▶ _Requirement_
Report only the number of lines in the records that contain the word "wednesday".

☆ ☆ ☆ ☆

pub mod common;
pub mod fact;
pub mod search;

pub use common::*;
pub use fact::*;
pub use search::*;
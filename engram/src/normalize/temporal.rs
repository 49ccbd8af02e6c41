use std::sync::LazyLock;

use chrono::{DateTime, Datelike, Duration, Months, NaiveDate, Utc, Weekday};
use regex::{Captures, Regex};

/// Optional time suffix shared by the date rules: ` at 10`, ` at 10:30`,
/// ` at 10am`, ` at 10:30 pm`.
const TIME_SUFFIX: &str = r"(?:\s+at\s+(\d{1,2})(?::(\d{2}))?\s*(am|pm)?)?";

const WEEKDAYS: &str = "monday|tuesday|wednesday|thursday|friday|saturday|sunday";

/// One rewrite rule: a pattern and the resolver turning its match into an
/// absolute form. Rules are evaluated in table order; earlier rules consume
/// their matches so later, more general patterns never see them.
struct RewriteRule {
    pattern: Regex,
    apply: fn(&Captures, DateTime<Utc>) -> String,
}

static REWRITE_RULES: LazyLock<Vec<RewriteRule>> = LazyLock::new(|| {
    vec![
        RewriteRule {
            pattern: Regex::new(&format!(
                r"(?i)\b(tomorrow|today|yesterday)\b{TIME_SUFFIX}"
            ))
            .unwrap(),
            apply: rewrite_day_word,
        },
        RewriteRule {
            pattern: Regex::new(&format!(r"(?i)\bnext\s+({WEEKDAYS})\b{TIME_SUFFIX}")).unwrap(),
            apply: rewrite_next_weekday,
        },
        RewriteRule {
            pattern: Regex::new(&format!(r"(?i)\bthis\s+({WEEKDAYS})\b{TIME_SUFFIX}")).unwrap(),
            apply: rewrite_this_weekday,
        },
        RewriteRule {
            pattern: Regex::new(&format!(r"(?i)\b({WEEKDAYS})\b{TIME_SUFFIX}")).unwrap(),
            apply: rewrite_bare_weekday,
        },
        RewriteRule {
            pattern: Regex::new(r"(?i)\bin\s+(\d+)\s+(day|week|month|year)s?\b").unwrap(),
            apply: rewrite_in_offset,
        },
        RewriteRule {
            pattern: Regex::new(r"(?i)\b(\d+)\s+(day|week|month|year)s?\s+ago\b").unwrap(),
            apply: rewrite_ago_offset,
        },
        RewriteRule {
            pattern: Regex::new(r"(?i)\b(next|this|last)\s+week\b").unwrap(),
            apply: rewrite_week_anchor,
        },
        RewriteRule {
            pattern: Regex::new(r"(?i)\b(next|last)\s+month\b").unwrap(),
            apply: rewrite_month_anchor,
        },
    ]
});

static CONTEXT_DATE_PATTERNS: LazyLock<Vec<Regex>> = LazyLock::new(|| {
    vec![
        // ISO dates, also matched by dated session headers like
        // "Session date: 2026-02-19".
        Regex::new(r"\b(\d{4})-(\d{2})-(\d{2})\b").unwrap(),
        // "February 19, 2026" / "february 19 2026"
        Regex::new(
            r"(?i)\b(january|february|march|april|may|june|july|august|september|october|november|december)\s+(\d{1,2})(?:st|nd|rd|th)?,?\s+(\d{4})\b",
        )
        .unwrap(),
        // US-style numeric dates, MM/DD/YYYY
        Regex::new(r"\b(\d{1,2})/(\d{1,2})/(\d{4})\b").unwrap(),
    ]
});

/// Scan for explicit date mentions and return the latest one found, as the
/// reference date for relative-expression resolution.
pub fn find_context_date(text: &str) -> Option<DateTime<Utc>> {
    let mut latest: Option<NaiveDate> = None;

    for (idx, pattern) in CONTEXT_DATE_PATTERNS.iter().enumerate() {
        for caps in pattern.captures_iter(text) {
            if let Some(date) = parse_context_date(idx, &caps) {
                latest = Some(latest.map_or(date, |prev| prev.max(date)));
            }
        }
    }

    latest
        .and_then(|date| date.and_hms_opt(0, 0, 0))
        .map(|dt| dt.and_utc())
}

fn parse_context_date(pattern_idx: usize, caps: &Captures) -> Option<NaiveDate> {
    match pattern_idx {
        0 => NaiveDate::from_ymd_opt(
            caps[1].parse().ok()?,
            caps[2].parse().ok()?,
            caps[3].parse().ok()?,
        ),
        1 => NaiveDate::from_ymd_opt(
            caps[3].parse().ok()?,
            month_number(&caps[1])?,
            caps[2].parse().ok()?,
        ),
        _ => NaiveDate::from_ymd_opt(
            caps[3].parse().ok()?,
            caps[1].parse().ok()?,
            caps[2].parse().ok()?,
        ),
    }
}

/// Rewrite every relative date/time expression in `text` into absolute
/// `YYYY-MM-DD[ at HH:MM UTC]` form against the given reference instant.
pub fn normalize_temporal(text: &str, reference: DateTime<Utc>) -> String {
    let mut output = text.to_string();
    for rule in REWRITE_RULES.iter() {
        output = rule
            .pattern
            .replace_all(&output, |caps: &Captures| (rule.apply)(caps, reference))
            .into_owned();
    }
    output
}

fn month_number(name: &str) -> Option<u32> {
    match name.to_lowercase().as_str() {
        "january" => Some(1),
        "february" => Some(2),
        "march" => Some(3),
        "april" => Some(4),
        "may" => Some(5),
        "june" => Some(6),
        "july" => Some(7),
        "august" => Some(8),
        "september" => Some(9),
        "october" => Some(10),
        "november" => Some(11),
        "december" => Some(12),
        _ => None,
    }
}

fn parse_weekday(name: &str) -> Weekday {
    match name.to_lowercase().as_str() {
        "monday" => Weekday::Mon,
        "tuesday" => Weekday::Tue,
        "wednesday" => Weekday::Wed,
        "thursday" => Weekday::Thu,
        "friday" => Weekday::Fri,
        "saturday" => Weekday::Sat,
        _ => Weekday::Sun,
    }
}

fn week_monday(date: NaiveDate) -> NaiveDate {
    date - Duration::days(date.weekday().num_days_from_monday() as i64)
}

/// Format a resolved date, appending the time captured by `TIME_SUFFIX`
/// (groups `base`, `base+1`, `base+2`) when present. Bare hours under 12 are
/// assumed PM; am/pm markers convert to 24-hour UTC.
fn format_with_time(date: NaiveDate, caps: &Captures, base: usize) -> String {
    let Some(hour_match) = caps.get(base) else {
        return date.format("%Y-%m-%d").to_string();
    };
    let mut hour: u32 = hour_match.as_str().parse().unwrap_or(0);
    let minute: u32 = caps
        .get(base + 1)
        .and_then(|m| m.as_str().parse().ok())
        .unwrap_or(0);

    match caps.get(base + 2).map(|m| m.as_str().to_lowercase()) {
        Some(ref meridiem) if meridiem == "am" => {
            if hour == 12 {
                hour = 0;
            }
        }
        Some(_) => {
            if hour != 12 {
                hour += 12;
            }
        }
        None => {
            if hour < 12 {
                hour += 12;
            }
        }
    }

    format!("{} at {:02}:{:02} UTC", date.format("%Y-%m-%d"), hour, minute)
}

fn rewrite_day_word(caps: &Captures, reference: DateTime<Utc>) -> String {
    let today = reference.date_naive();
    let date = match caps[1].to_lowercase().as_str() {
        "tomorrow" => today + Duration::days(1),
        "yesterday" => today - Duration::days(1),
        _ => today,
    };
    format_with_time(date, caps, 2)
}

/// "Next <weekday>" always lands in the week after the reference week,
/// never the nearest upcoming occurrence.
fn rewrite_next_weekday(caps: &Captures, reference: DateTime<Utc>) -> String {
    let target = parse_weekday(&caps[1]);
    let date = week_monday(reference.date_naive())
        + Duration::days(7 + target.num_days_from_monday() as i64);
    format_with_time(date, caps, 2)
}

fn rewrite_this_weekday(caps: &Captures, reference: DateTime<Utc>) -> String {
    let target = parse_weekday(&caps[1]);
    let date =
        week_monday(reference.date_naive()) + Duration::days(target.num_days_from_monday() as i64);
    format_with_time(date, caps, 2)
}

/// Bare weekday: nearest upcoming occurrence; a weekday matching the
/// reference day rolls over to next week.
fn rewrite_bare_weekday(caps: &Captures, reference: DateTime<Utc>) -> String {
    let target = parse_weekday(&caps[1]);
    let today = reference.date_naive();
    let mut ahead = (target.num_days_from_monday() as i64
        - today.weekday().num_days_from_monday() as i64)
        .rem_euclid(7);
    if ahead == 0 {
        ahead = 7;
    }
    format_with_time(today + Duration::days(ahead), caps, 2)
}

fn add_unit(date: NaiveDate, amount: i64, unit: &str, forward: bool) -> NaiveDate {
    let signed = if forward { amount } else { -amount };
    match unit {
        "day" => date + Duration::days(signed),
        "week" => date + Duration::days(signed * 7),
        "month" => {
            let months = Months::new(amount as u32);
            if forward {
                date.checked_add_months(months).unwrap_or(date)
            } else {
                date.checked_sub_months(months).unwrap_or(date)
            }
        }
        _ => {
            let months = Months::new((amount * 12) as u32);
            if forward {
                date.checked_add_months(months).unwrap_or(date)
            } else {
                date.checked_sub_months(months).unwrap_or(date)
            }
        }
    }
}

fn rewrite_in_offset(caps: &Captures, reference: DateTime<Utc>) -> String {
    let amount: i64 = caps[1].parse().unwrap_or(0);
    let date = add_unit(
        reference.date_naive(),
        amount,
        &caps[2].to_lowercase(),
        true,
    );
    date.format("%Y-%m-%d").to_string()
}

fn rewrite_ago_offset(caps: &Captures, reference: DateTime<Utc>) -> String {
    let amount: i64 = caps[1].parse().unwrap_or(0);
    let date = add_unit(
        reference.date_naive(),
        amount,
        &caps[2].to_lowercase(),
        false,
    );
    date.format("%Y-%m-%d").to_string()
}

/// Week expressions resolve to a Monday-anchored range.
fn rewrite_week_anchor(caps: &Captures, reference: DateTime<Utc>) -> String {
    let monday = week_monday(reference.date_naive());
    let anchor = match caps[1].to_lowercase().as_str() {
        "next" => monday + Duration::days(7),
        "last" => monday - Duration::days(7),
        _ => monday,
    };
    format!("the week of {}", anchor.format("%Y-%m-%d"))
}

fn rewrite_month_anchor(caps: &Captures, reference: DateTime<Utc>) -> String {
    let today = reference.date_naive();
    let anchor = if caps[1].to_lowercase() == "next" {
        today.checked_add_months(Months::new(1)).unwrap_or(today)
    } else {
        today.checked_sub_months(Months::new(1)).unwrap_or(today)
    };
    anchor.format("%Y-%m").to_string()
}

#[cfg(test)]
mod tests {
    use super::*;
    use pretty_assertions::assert_eq;

    /// Thursday
    fn reference() -> DateTime<Utc> {
        NaiveDate::from_ymd_opt(2026, 2, 19)
            .unwrap()
            .and_hms_opt(9, 0, 0)
            .unwrap()
            .and_utc()
    }

    #[test]
    fn test_next_weekday_is_following_week() {
        assert_eq!(
            normalize_temporal("Call with Dana next Friday at 10am", reference()),
            "Call with Dana 2026-02-27 at 10:00 UTC"
        );
        // Nearest Friday would be 2026-02-20; "next" must skip it.
        assert_eq!(
            normalize_temporal("next Monday", reference()),
            "2026-02-23"
        );
    }

    #[test]
    fn test_bare_weekday_is_nearest_upcoming() {
        assert_eq!(normalize_temporal("Monday", reference()), "2026-02-23");
        assert_eq!(normalize_temporal("Friday", reference()), "2026-02-20");
        // Same weekday as the reference rolls to next week.
        assert_eq!(normalize_temporal("Thursday", reference()), "2026-02-26");
    }

    #[test]
    fn test_this_weekday_stays_in_current_week() {
        assert_eq!(normalize_temporal("this Friday", reference()), "2026-02-20");
        assert_eq!(normalize_temporal("this Monday", reference()), "2026-02-16");
    }

    #[test]
    fn test_day_words() {
        assert_eq!(normalize_temporal("tomorrow", reference()), "2026-02-20");
        assert_eq!(normalize_temporal("yesterday", reference()), "2026-02-18");
        assert_eq!(
            normalize_temporal("today at 3pm", reference()),
            "2026-02-19 at 15:00 UTC"
        );
    }

    #[test]
    fn test_bare_hour_under_twelve_is_pm() {
        assert_eq!(
            normalize_temporal("tomorrow at 7", reference()),
            "2026-02-20 at 19:00 UTC"
        );
        assert_eq!(
            normalize_temporal("tomorrow at 7:15", reference()),
            "2026-02-20 at 19:15 UTC"
        );
        assert_eq!(
            normalize_temporal("tomorrow at 12", reference()),
            "2026-02-20 at 12:00 UTC"
        );
        assert_eq!(
            normalize_temporal("tomorrow at 12am", reference()),
            "2026-02-20 at 00:00 UTC"
        );
    }

    #[test]
    fn test_offsets() {
        assert_eq!(normalize_temporal("in 3 days", reference()), "2026-02-22");
        assert_eq!(normalize_temporal("in 2 weeks", reference()), "2026-03-05");
        assert_eq!(normalize_temporal("in 1 month", reference()), "2026-03-19");
        assert_eq!(normalize_temporal("in 2 years", reference()), "2028-02-19");
        assert_eq!(normalize_temporal("3 days ago", reference()), "2026-02-16");
        assert_eq!(normalize_temporal("1 week ago", reference()), "2026-02-12");
    }

    #[test]
    fn test_week_and_month_anchors() {
        assert_eq!(
            normalize_temporal("next week", reference()),
            "the week of 2026-02-23"
        );
        assert_eq!(
            normalize_temporal("this week", reference()),
            "the week of 2026-02-16"
        );
        assert_eq!(
            normalize_temporal("last week", reference()),
            "the week of 2026-02-09"
        );
        assert_eq!(normalize_temporal("next month", reference()), "2026-03");
        assert_eq!(normalize_temporal("last month", reference()), "2026-01");
    }

    #[test]
    fn test_unrelated_text_untouched() {
        let text = "User works at Acme Corp and owns a cat named Biscuit";
        assert_eq!(normalize_temporal(text, reference()), text);
    }

    #[test]
    fn test_find_context_date_latest_wins() {
        let text = "Session date: 2026-02-19\nOn 2026-01-05 we discussed the plan.";
        let date = find_context_date(text).unwrap();
        assert_eq!(date.date_naive(), NaiveDate::from_ymd_opt(2026, 2, 19).unwrap());
    }

    #[test]
    fn test_find_context_date_month_name() {
        let date = find_context_date("Notes from February 19, 2026").unwrap();
        assert_eq!(date.date_naive(), NaiveDate::from_ymd_opt(2026, 2, 19).unwrap());
    }

    #[test]
    fn test_find_context_date_none_for_plain_text() {
        assert!(find_context_date("no dates here at all").is_none());
    }
}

☆ ☆ ☆ ☆

▶ _Written reply_
2